PREDICTING TEMPERATURE DYNAMICS OF INDIRECT SOLAR DRYERS BASED ON FUZZY LOGIC
Abstract
The drying process in indirect solar dryers operating under changing weather conditions represents a complex nonlinear system. Modeling these types of dryers is essential for determining their efficiency, analyzing performance, and predicting future operations. Modeling helps optimize the drying process by accounting for the complex dynamics involved. Predicting the temperature in the drying chamber is considered crucial for improving the efficiency of the drying process and enhancing product quality. Temperature control enables effective reduction of product moisture while preserving its nutritional properties. Therefore, accurate forecasting of temperature values in advance is a required prerequisite for improving the quality of the product during the drying process and increasing its overall efficiency. In this article, a series of experimental tests were conducted on the dryer under various weather conditions, and its static and dynamic characteristics were examined. Based on the experimental findings, membership functions were formed using the Mamdani method, and a rule base for the inference mechanism was developed.

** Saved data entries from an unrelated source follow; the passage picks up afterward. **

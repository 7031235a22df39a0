//! Fridge stock: an ordered multiset of products.

use serde::{Deserialize, Serialize};
use thiserror::Error;

use crate::product::Product;

/// Errors that can occur when mutating stock.
#[derive(Debug, Clone, PartialEq, Eq, Error)]
pub enum StockError {
    /// No instance of the product is in stock.
    #[error("Product not in stock: {name}")]
    NotInStock { name: String },
}

/// The products currently held, in the order they were stocked.
#[derive(Debug, Clone, Default, PartialEq, Eq, Serialize, Deserialize)]
#[serde(transparent)]
pub struct Stock {
    items: Vec<Product>,
}

impl Stock {
    /// Creates an empty stock.
    pub fn new() -> Self {
        Self::default()
    }

    /// Appends one instance of `product`.
    pub fn add(&mut self, product: Product) {
        self.items.push(product);
    }

    /// Removes the first instance structurally equal to `product`.
    ///
    /// Returns how many instances of that product remain afterwards.
    pub fn remove_one(&mut self, product: &Product) -> Result<usize, StockError> {
        let index = self
            .items
            .iter()
            .position(|p| p == product)
            .ok_or_else(|| StockError::NotInStock {
                name: product.name().to_string(),
            })?;
        self.items.remove(index);
        Ok(self.count(product))
    }

    /// Returns the number of instances of `product`.
    pub fn count(&self, product: &Product) -> usize {
        self.items.iter().filter(|p| *p == product).count()
    }

    pub fn contains(&self, product: &Product) -> bool {
        self.items.contains(product)
    }

    /// Number of items, i.e. occupied slots.
    pub fn len(&self) -> usize {
        self.items.len()
    }

    pub fn is_empty(&self) -> bool {
        self.items.is_empty()
    }

    /// Sum of the unit weights of every item.
    pub fn total_weight(&self) -> i64 {
        self.items
            .iter()
            .map(Product::unit_weight)
            .fold(0, i64::saturating_add)
    }

    pub fn iter(&self) -> impl Iterator<Item = &Product> {
        self.items.iter()
    }

    pub fn to_vec(&self) -> Vec<Product> {
        self.items.clone()
    }
}

impl FromIterator<Product> for Stock {
    fn from_iter<I: IntoIterator<Item = Product>>(iter: I) -> Self {
        Self {
            items: iter.into_iter().collect(),
        }
    }
}

impl std::fmt::Display for Stock {
    fn fmt(&self, f: &mut std::fmt::Formatter<'_>) -> std::fmt::Result {
        writeln!(f, "Fridge content:")?;
        if self.items.is_empty() {
            writeln!(f, "  (empty)")?;
        }
        for product in &self.items {
            writeln!(f, "  {product}")?;
        }
        Ok(())
    }
}

#[cfg(test)]
mod tests {
    use super::*;

    fn product(name: &str) -> Product {
        Product::from_catalog(name).unwrap()
    }

    fn sample() -> Stock {
        ["apple", "apple", "watermelon", "beer"]
            .into_iter()
            .map(product)
            .collect()
    }

    #[test]
    fn test_totals() {
        let stock = sample();
        assert_eq!(stock.len(), 4);
        assert_eq!(stock.total_weight(), 2 + 2 + 20 + 3);
        assert_eq!(stock.count(&product("apple")), 2);
        assert!(!stock.contains(&product("elden ring")));
    }

    #[test]
    fn test_remove_one_reports_remaining() {
        let mut stock = sample();
        let apple = product("apple");

        assert_eq!(stock.remove_one(&apple), Ok(1));
        assert_eq!(stock.remove_one(&apple), Ok(0));
        assert_eq!(stock.len(), 2);
        assert!(!stock.contains(&apple));
    }

    #[test]
    fn test_remove_missing_product() {
        let mut stock = sample();
        let result = stock.remove_one(&product("elden ring"));
        assert_eq!(
            result,
            Err(StockError::NotInStock {
                name: "elden ring".to_string()
            })
        );
        assert_eq!(stock, sample());
    }

    #[test]
    fn test_remove_requires_structural_match() {
        let mut stock = sample();
        let cheap_beer = Product::new("beer", crate::Money::from_cents(1), 3);
        assert!(stock.remove_one(&cheap_beer).is_err());
        assert_eq!(stock.len(), 4);
    }

    #[test]
    fn test_add_preserves_order() {
        let mut stock = Stock::new();
        assert!(stock.is_empty());
        stock.add(product("beer"));
        stock.add(product("apple"));
        let names: Vec<_> = stock.iter().map(|p| p.name()).collect();
        assert_eq!(names, ["beer", "apple"]);
    }

    #[test]
    fn test_display_lists_items() {
        let rendered = sample().to_string();
        assert!(rendered.starts_with("Fridge content:"));
        assert_eq!(rendered.matches("apple").count(), 2);
        assert!(Stock::new().to_string().contains("(empty)"));
    }
}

When the Mamdani algorithm model was trained, it was accurately predicted that with solar radiation at 700 W/m² and ambient temperature at 46 °C, the drying chamber temperature would be 50.9 °C. Similarly, when solar radiation was 750 W/m² and the ambient temperature was around 50 °C, the drying chamber temperature would reach 52 °C, which fully corresponds to the experimental results.
Accuracy of the proposed model demonstrated that the root mean square error (RMSE) was 0.38 °C, and the percentage of the root mean square error (RMSE %) was 0.82 %. This method paves the way for the future development of automatic control systems for solar dryers and further advancements in drying technologies.